A Very Large Expanse of Sea was the kind of book I did not know I needed this much. I am finding it hard to express how I feel. It is, without a doubt, one of the best and most impacting contemporary books I have ever read.

This novel had my attention the entire time and it was one of those books you enjoy reading and learning from so much, that you just cannot put it down.

The characters also felt so real. Tahereh Mafi did an amazing describing each character and their own stories. Shirin felt like a friend and someone who I wished I could talk to. I wanted to be there for her, listen to her stories if she needed to talk to someone about it all and to protect her in any way I could. She was and character filled humour, cleverness, hurt and anger and all that made her one of the most memorable.

It is such an important read and the author wrote it in a way that made me feel as if I was there, walking next to this really strong character, experiencing it all with her. It is a book I highly recommend as it will definitely end up changing a thing or two deep inside your heart.



If the decision you’ve made has brought you closer to humanity, then you’ve done the right thing.

I didn’t believe it was possible to hide a woman’s beauty. I thought women were gorgeous no matter what they wore, and I didn’t think they owed anyone an explanation for their sartorial choices. Different women felt comfortable in different outfits.
They were all beautiful.

I wondered, for the very first time, if maybe I was doing this whole thing wrong. If maybe I’d allowed myself to be blinded by my own anger to the exclusion of all else. If maybe, just maybe, I’d been so determined not to be stereotyped that I’d begun to stereotype everyone around me.

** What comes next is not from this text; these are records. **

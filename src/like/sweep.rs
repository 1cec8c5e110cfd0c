use std::sync::Arc;
use std::time::Duration;

use chrono::NaiveDate;
use tracing::{info, warn};

use super::{LikeOutcome, LikeService};
use crate::api::ActionCaller;
use crate::store::{Change, ConfigStore, StoreError};

/// Source of "today" for the once-per-day guard.
pub trait Clock: Send + Sync {
    fn today(&self) -> NaiveDate;
}

/// Host-local calendar date
pub struct SystemClock;

impl Clock for SystemClock {
    fn today(&self) -> NaiveDate {
        chrono::Local::now().date_naive()
    }
}

#[derive(Debug, Clone, PartialEq)]
pub enum SweepOutcome {
    /// `last_like_date` is already today
    AlreadyRan,
    /// Nothing to do; the date is deliberately not recorded so a
    /// subscription made later today still gets its sweep
    NoSubscribers,
    Completed { liked: usize, failed: usize },
}

/// Likes every subscriber once per calendar day.
pub struct DailySweep {
    store: ConfigStore,
    likes: LikeService,
    clock: Arc<dyn Clock>,
    pacing: Duration,
}

impl DailySweep {
    pub fn new(store: ConfigStore, likes: LikeService, clock: Arc<dyn Clock>, pacing: Duration) -> Self {
        Self {
            store,
            likes,
            clock,
            pacing,
        }
    }

    /// Runs the sweep unless it already ran today.
    ///
    /// Individual failures don't stop the sweep; the date is recorded once
    /// every subscriber has been tried.
    pub async fn run(&self, api: &dyn ActionCaller) -> Result<SweepOutcome, StoreError> {
        let today = self.clock.today().format("%Y-%m-%d").to_string();
        let doc = self.store.snapshot().await?;

        if doc.last_like_date == today {
            info!("[sweep] Already ran today ({today}), skipping");
            return Ok(SweepOutcome::AlreadyRan);
        }
        if doc.subscribed_users.is_empty() {
            info!("[sweep] No subscribers, nothing to do");
            return Ok(SweepOutcome::NoSubscribers);
        }

        info!("[sweep] Starting daily sweep for {} subscribers", doc.subscribed_users.len());
        let (mut liked, mut failed) = (0usize, 0usize);

        for (i, raw_id) in doc.subscribed_users.iter().enumerate() {
            if i > 0 && !self.pacing.is_zero() {
                tokio::time::sleep(self.pacing).await;
            }

            let Ok(user_id) = raw_id.trim().parse::<i64>() else {
                warn!("[sweep] Skipping non-numeric subscriber id {raw_id:?}");
                failed += 1;
                continue;
            };

            let report = self.likes.like_user(api, user_id).await;
            match report.outcome {
                LikeOutcome::Success { total } => {
                    info!("[sweep] {} ({}): +{total}", report.user_id, report.username);
                    liked += 1;
                }
                other => {
                    info!("[sweep] {} ({}): {other:?}", report.user_id, report.username);
                    failed += 1;
                }
            }
        }

        self.store
            .update(move |doc| {
                doc.last_like_date = today;
                Change::Changed(())
            })
            .await?;

        info!("[sweep] Done: {liked} liked, {failed} not liked");
        Ok(SweepOutcome::Completed { liked, failed })
    }
}
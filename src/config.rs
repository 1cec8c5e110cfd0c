use serde::Deserialize;
use std::path::PathBuf;

/// Runtime configuration (TOML). The mutable plugin document
/// (subscribers, templates, last run date) lives in the YAML store.
#[derive(Debug, Deserialize, Clone)]
pub struct Config {
    pub onebot: OneBotConfig,
    #[serde(default)]
    pub bot: BotConfig,
    #[serde(default)]
    pub store: StoreConfig,
    #[serde(default)]
    pub schedule: ScheduleConfig,
    #[serde(default)]
    pub like: LikeConfig,
}

#[derive(Debug, Deserialize, Clone)]
pub struct OneBotConfig {
    /// Forward WebSocket endpoint, e.g. "ws://127.0.0.1:3001"
    pub ws_url: String,
    /// Optional HTTP API endpoint, e.g. "http://127.0.0.1:3000"
    #[serde(default)]
    pub http_url: Option<String>,
    /// Supports ${ENV_VAR} substitution
    #[serde(default)]
    pub access_token: Option<String>,
    #[serde(default = "default_request_timeout")]
    pub request_timeout_secs: u64,
}

#[derive(Debug, Deserialize, Clone, Default)]
pub struct BotConfig {
    /// Accounts allowed to run privileged commands
    #[serde(default)]
    pub masters: Vec<i64>,
}

#[derive(Debug, Deserialize, Clone)]
pub struct StoreConfig {
    #[serde(default = "default_store_path")]
    pub path: PathBuf,
    #[serde(default = "default_watch_interval")]
    pub watch_interval_secs: u64,
}

#[derive(Debug, Deserialize, Clone)]
pub struct ScheduleConfig {
    /// Local time of the daily sweep, "HH:MM"
    #[serde(default = "default_daily_at")]
    pub daily_at: String,
    /// Pause between subscribers during the sweep
    #[serde(default = "default_pacing_ms")]
    pub pacing_ms: u64,
    #[serde(default = "default_true")]
    pub catch_up_on_start: bool,
}

#[derive(Debug, Deserialize, Clone)]
pub struct LikeConfig {
    #[serde(default = "default_attempts")]
    pub attempts: u32,
    #[serde(default = "default_batch_size")]
    pub batch_size: u32,
}

fn default_request_timeout() -> u64 {
    30
}

fn default_store_path() -> PathBuf {
    PathBuf::from("config/config.yaml")
}

fn default_watch_interval() -> u64 {
    2
}

fn default_daily_at() -> String {
    "07:00".to_string()
}

fn default_pacing_ms() -> u64 {
    1000
}

fn default_true() -> bool {
    true
}

fn default_attempts() -> u32 {
    5
}

fn default_batch_size() -> u32 {
    10
}

impl Default for StoreConfig {
    fn default() -> Self {
        Self {
            path: default_store_path(),
            watch_interval_secs: default_watch_interval(),
        }
    }
}

impl Default for ScheduleConfig {
    fn default() -> Self {
        Self {
            daily_at: default_daily_at(),
            pacing_ms: default_pacing_ms(),
            catch_up_on_start: true,
        }
    }
}

impl Default for LikeConfig {
    fn default() -> Self {
        Self {
            attempts: default_attempts(),
            batch_size: default_batch_size(),
        }
    }
}

impl ScheduleConfig {
    /// Parsed `daily_at`
    pub fn fire_time(&self) -> anyhow::Result<chrono::NaiveTime> {
        chrono::NaiveTime::parse_from_str(self.daily_at.trim(), "%H:%M")
            .map_err(|e| anyhow::anyhow!("invalid schedule.daily_at {:?}: {e}", self.daily_at))
    }
}

impl Config {
    pub fn load(path: &str) -> anyhow::Result<Self> {
        let content = std::fs::read_to_string(path)?;
        Self::parse(&content)
    }

    pub fn parse(content: &str) -> anyhow::Result<Self> {
        // Expand environment variables like ${ONEBOT_TOKEN}
        let expanded = shellexpand::env(content)?;
        let config: Config = toml::from_str(&expanded)?;
        config.schedule.fire_time()?;
        if config.like.attempts == 0 || config.like.batch_size == 0 {
            anyhow::bail!("like.attempts and like.batch_size must be positive");
        }
        Ok(config)
    }

    /// Checks if an account may run privileged commands
    pub fn is_master(&self, user_id: i64) -> bool {
        self.bot.masters.contains(&user_id)
    }
}
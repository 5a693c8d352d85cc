use log::error;
use tokio::signal;

pub mod config;
pub mod db;
pub mod record;

/// Resolves on Ctrl-C, or on SIGTERM on Unix.
pub async fn shutdown_signal() {
    const FN_NAME: &'static str = "shutdown_signal";

    let ctrl_c = async {
        if let Err(e) = signal::ctrl_c().await {
            error!("[{}] listen Ctrl-C error: {}", FN_NAME, e);
            std::future::pending::<()>().await;
        }
    };

    #[cfg(unix)]
    let terminate = async {
        match signal::unix::signal(signal::unix::SignalKind::terminate()) {
            Err(e) => {
                error!("[{}] listen SIGTERM error: {}", FN_NAME, e);
                std::future::pending::<()>().await;
            }
            Ok(mut sig) => {
                sig.recv().await;
            }
        }
    };
    #[cfg(not(unix))]
    let terminate = std::future::pending::<()>();

    tokio::select! {
        _ = ctrl_c => (),
        _ = terminate => (),
    }
}
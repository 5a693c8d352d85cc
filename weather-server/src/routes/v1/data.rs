use axum::{
    Router,
    body::Bytes,
    extract::State,
    http::{HeaderMap, StatusCode},
    response::{IntoResponse, Response},
    routing,
};
use log::{error, info};
use serde::Deserialize;
use serde_json::Value;
use sylvia_iot_sdk::util::{
    err::ErrResp,
    http::{Json, Path},
};

use super::super::State as AppState;
use crate::libs::record;

/// Header carrying the station API key.
pub const API_KEY_HEADER: &'static str = "X-Api-Key";

#[derive(Deserialize)]
struct GetLastParam {
    station_id: String,
}

pub fn new_service(scope_path: &str, state: &AppState) -> Router {
    Router::new()
        .route(scope_path, routing::post(post_data))
        .route(
            format!("{}/{{station_id}}", scope_path).as_str(),
            routing::get(get_last),
        )
        .with_state(state.clone())
}

/// `POST /api/v1/data`
async fn post_data(
    State(state): State<AppState>,
    headers: HeaderMap,
    body: Bytes,
) -> Result<StatusCode, ErrResp> {
    const FN_NAME: &'static str = "post_data";

    let token = match headers.get(API_KEY_HEADER).map(|v| v.to_str()) {
        None | Some(Ok("")) => {
            return Err(ErrResp::ErrAuth(Some("missing API token".to_string())));
        }
        Some(Err(_)) => return Err(ErrResp::ErrAuth(Some("invalid API token".to_string()))),
        Some(Ok(token)) => token,
    };
    let station = match state.db.get_station_by_token(token).await {
        Err(e) => {
            error!("[{}] get station error: {}", FN_NAME, e);
            return Err(ErrResp::ErrDb(Some(e.to_string())));
        }
        Ok(None) => return Err(ErrResp::ErrAuth(Some("invalid API token".to_string()))),
        Ok(Some(station)) => station,
    };

    let body = match serde_json::from_slice::<Value>(&body) {
        Err(e) => return Err(ErrResp::ErrParam(Some(format!("invalid JSON: {}", e)))),
        Ok(Value::Object(body)) => body,
        Ok(_) => {
            return Err(ErrResp::ErrParam(Some(
                "body should be a JSON object".to_string(),
            )));
        }
    };
    let record = match record::validate(&body) {
        Err(e) => return Err(ErrResp::ErrParam(Some(e))),
        Ok(record) => record,
    };

    if let Err(e) = state.db.add_record(&record, station.id).await {
        error!("[{}] add record error: {}", FN_NAME, e);
        return Err(ErrResp::ErrDb(Some(e.to_string())));
    }
    info!(
        "[{}] station {} added record at {}",
        FN_NAME, station.id, record.timestamp
    );
    Ok(StatusCode::CREATED)
}

/// `GET /api/v1/data/{station_id}`
///
/// Only unsigned decimal ids match this route. Anything else is 404 like an unknown station.
async fn get_last(State(state): State<AppState>, Path(param): Path<GetLastParam>) -> Response {
    const FN_NAME: &'static str = "get_last";

    let station_id = match parse_station_id(param.station_id.as_str()) {
        None => return StatusCode::NOT_FOUND.into_response(),
        Some(id) => id,
    };
    match state.db.get_last_record(station_id).await {
        Err(e) => {
            error!("[{}] get last record error: {}", FN_NAME, e);
            ErrResp::ErrDb(Some(e.to_string())).into_response()
        }
        Ok(None) => StatusCode::NOT_FOUND.into_response(),
        Ok(Some(record)) => Json(record).into_response(),
    }
}

fn parse_station_id(s: &str) -> Option<i64> {
    if s.is_empty() || !s.bytes().all(|b| b.is_ascii_digit()) {
        return None;
    }
    s.parse().ok()
}
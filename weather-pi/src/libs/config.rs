//! Program configurations.

use std::{
    env,
    io::{Error as IoError, ErrorKind},
};

use clap::{Arg, ArgMatches, Command};
use serde::Deserialize;
use url::Url;

/// Configuration file object.
#[derive(Clone, Debug, Default, Deserialize)]
pub struct Config {
    /// Receiver command line such as `rtl_433 -F json -M utc`. Arguments are separated by spaces
    /// and quoting is not supported.
    #[serde(rename = "rtlCmd")]
    pub rtl_cmd: Option<String>,
    /// Ingestion endpoint such as `https://example.com/api/v1/data`.
    #[serde(rename = "uploadUrl")]
    pub upload_url: Option<String>,
    #[serde(rename = "apiKey")]
    pub api_key: Option<String>,
    /// Seconds between the end of one upload and the start of the next.
    #[serde(rename = "uploadInterval")]
    pub upload_interval: Option<u64>,
    /// Seconds between checks for a complete reading before the first upload.
    #[serde(rename = "pollInterval")]
    pub poll_interval: Option<u64>,
}

pub const DEF_UPLOAD_INTERVAL: u64 = 60;
pub const DEF_POLL_INTERVAL: u64 = 1;

/// To register Clap arguments.
pub fn reg_args(cmd: Command) -> Command {
    cmd.arg(
        Arg::new("weather-pi.rtl-cmd")
            .long("weather-pi.rtl-cmd")
            .help("Receiver command that prints one JSON object per line")
            .num_args(1),
    )
    .arg(
        Arg::new("weather-pi.upload-url")
            .long("weather-pi.upload-url")
            .help("Ingestion API URL")
            .num_args(1),
    )
    .arg(
        Arg::new("weather-pi.api-key")
            .long("weather-pi.api-key")
            .help("Station API key sent in the `X-Api-Key` header")
            .num_args(1),
    )
    .arg(
        Arg::new("weather-pi.upload-interval")
            .long("weather-pi.upload-interval")
            .help("Upload interval in seconds (default 60)")
            .num_args(1)
            .value_parser(1..=86400),
    )
    .arg(
        Arg::new("weather-pi.poll-interval")
            .long("weather-pi.poll-interval")
            .help("Seconds between complete reading checks before the first upload (default 1)")
            .num_args(1)
            .value_parser(1..=3600),
    )
}

/// To read input arguments from command-line arguments and environment variables.
///
/// The receiver command, the upload URL and the API key also fall back to the plain `RTL_CMD`,
/// `UPLOAD_URL` and `API_KEY` variables that existing `.env` files use.
///
/// This function will call [`apply_default()`] to fill missing values so you do not need call it
/// again.
pub fn read_args(args: &ArgMatches) -> Config {
    apply_default(&Config {
        rtl_cmd: match args.get_one::<String>("weather-pi.rtl-cmd") {
            None => env_var(&["WEATHER_PI_RTL_CMD", "RTL_CMD"]),
            Some(v) => Some(v.clone()),
        },
        upload_url: match args.get_one::<String>("weather-pi.upload-url") {
            None => env_var(&["WEATHER_PI_UPLOAD_URL", "UPLOAD_URL"]),
            Some(v) => Some(v.clone()),
        },
        api_key: match args.get_one::<String>("weather-pi.api-key") {
            None => env_var(&["WEATHER_PI_API_KEY", "API_KEY"]),
            Some(v) => Some(v.clone()),
        },
        upload_interval: match args.get_one::<i64>("weather-pi.upload-interval") {
            None => match env::var("WEATHER_PI_UPLOAD_INTERVAL") {
                Err(_) => None,
                Ok(v) => v.parse::<u64>().ok(),
            },
            Some(v) => Some(*v as u64),
        },
        poll_interval: match args.get_one::<i64>("weather-pi.poll-interval") {
            None => match env::var("WEATHER_PI_POLL_INTERVAL") {
                Err(_) => None,
                Ok(v) => v.parse::<u64>().ok(),
            },
            Some(v) => Some(*v as u64),
        },
    })
}

/// The value of the first variable in `names` that is set.
fn env_var(names: &[&str]) -> Option<String> {
    names.iter().find_map(|name| env::var(name).ok())
}

/// Fill missing configuration with default values.
///
/// The receiver command, the upload URL and the API key have no defaults.
pub fn apply_default(config: &Config) -> Config {
    Config {
        rtl_cmd: config.rtl_cmd.clone(),
        upload_url: config.upload_url.clone(),
        api_key: config.api_key.clone(),
        upload_interval: match config.upload_interval {
            None | Some(0) => Some(DEF_UPLOAD_INTERVAL),
            Some(interval) => Some(interval),
        },
        poll_interval: match config.poll_interval {
            None | Some(0) => Some(DEF_POLL_INTERVAL),
            Some(interval) => Some(interval),
        },
    }
}

/// Check that all required values are present and not empty.
pub fn check(config: &Config) -> Result<(), IoError> {
    for (name, value) in [
        ("rtlCmd", config.rtl_cmd.as_ref()),
        ("uploadUrl", config.upload_url.as_ref()),
        ("apiKey", config.api_key.as_ref()),
    ] {
        match value {
            Some(v) if !v.trim().is_empty() => (),
            _ => {
                return Err(IoError::new(
                    ErrorKind::InvalidInput,
                    format!("missing required configuration `{}`", name),
                ));
            }
        }
    }
    if let Some(url) = config.upload_url.as_ref() {
        if let Err(e) = Url::parse(url) {
            return Err(IoError::new(
                ErrorKind::InvalidInput,
                format!("invalid `uploadUrl` {}: {}", url, e),
            ));
        }
    }
    Ok(())
}

/// Split a receiver command line into the program and its arguments.
///
/// Only spaces separate arguments. Repeated spaces do not produce empty arguments.
pub fn split_cmd(cmd: &str) -> Vec<String> {
    cmd.split(' ')
        .filter(|arg| !arg.is_empty())
        .map(|arg| arg.to_string())
        .collect()
}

I understood too well what it was like to feel like you were defined by one superficial thing- to feel like you would never escape the box people had put you in.

Because i always say that. I always say that i don’t care what other people think. I say it doesn’t bother me, that i don’t give a shit about the opinions of assholes but it’s not true. It’s not true, because it huts every time, and that means i still care. It means i’m still not strong enough because every time someone says something rude, it hurts. it never stops hurting. It only gets easier to recover.

The more I got to know people, the more I realized we were all just a bunch of frightened idiots walking around in the dark, bumping into each other and panicking for no reason at all.
So I started turning on a light.
I stopped thinking of people as mobs. Hordes. Faceless masses. I tried, really hard, to stop assuming I had people figured out, especially before I’d ever even spoken to them. I wasn’t great at this—and I’d probably have to work at it for the rest of my life—but I tried. I really did. It scared me to realize that I’d done to others exactly what I hadn’t wanted them to do to me: I made sweeping statements about who I thought they were and how they lived their lives; and I made broad generalizations about what I thought they were thinking, all the time.

I mean, I wasn’t fine. I would be fine. But I wasn’t there yet.

Be honest. Remember, honesty is everything. Without it, we can never move forward. We can never have productive discussions. So be honest.

Maybe it was enough, i thought, that i knew someone like him existed in this world. Maybe it was enough that our lives had merged and diverged and left us both transformed. Maybe it was enough to have learned that i love was the unexpected weapon, that it was the knife i’d needed to cut through the Kevlar i wore every day.

I felt like crying. I felt like crying and screaming all at the same time, but i didn’t want to give in to feeling. I just wanted to push through this. I wanted to survive it with out losing my head.

Ocean had given me hope. He’d made me believe in people again. His sincerity had rubbed me raw, had peeled back the stubborn layers of anger I’d lived in for so long. Ocean made me want to give the world a second chance.

“Hey,” he whispered. “Don’t do this, okay? Don’t give up on me. I’m not going anywhere.” 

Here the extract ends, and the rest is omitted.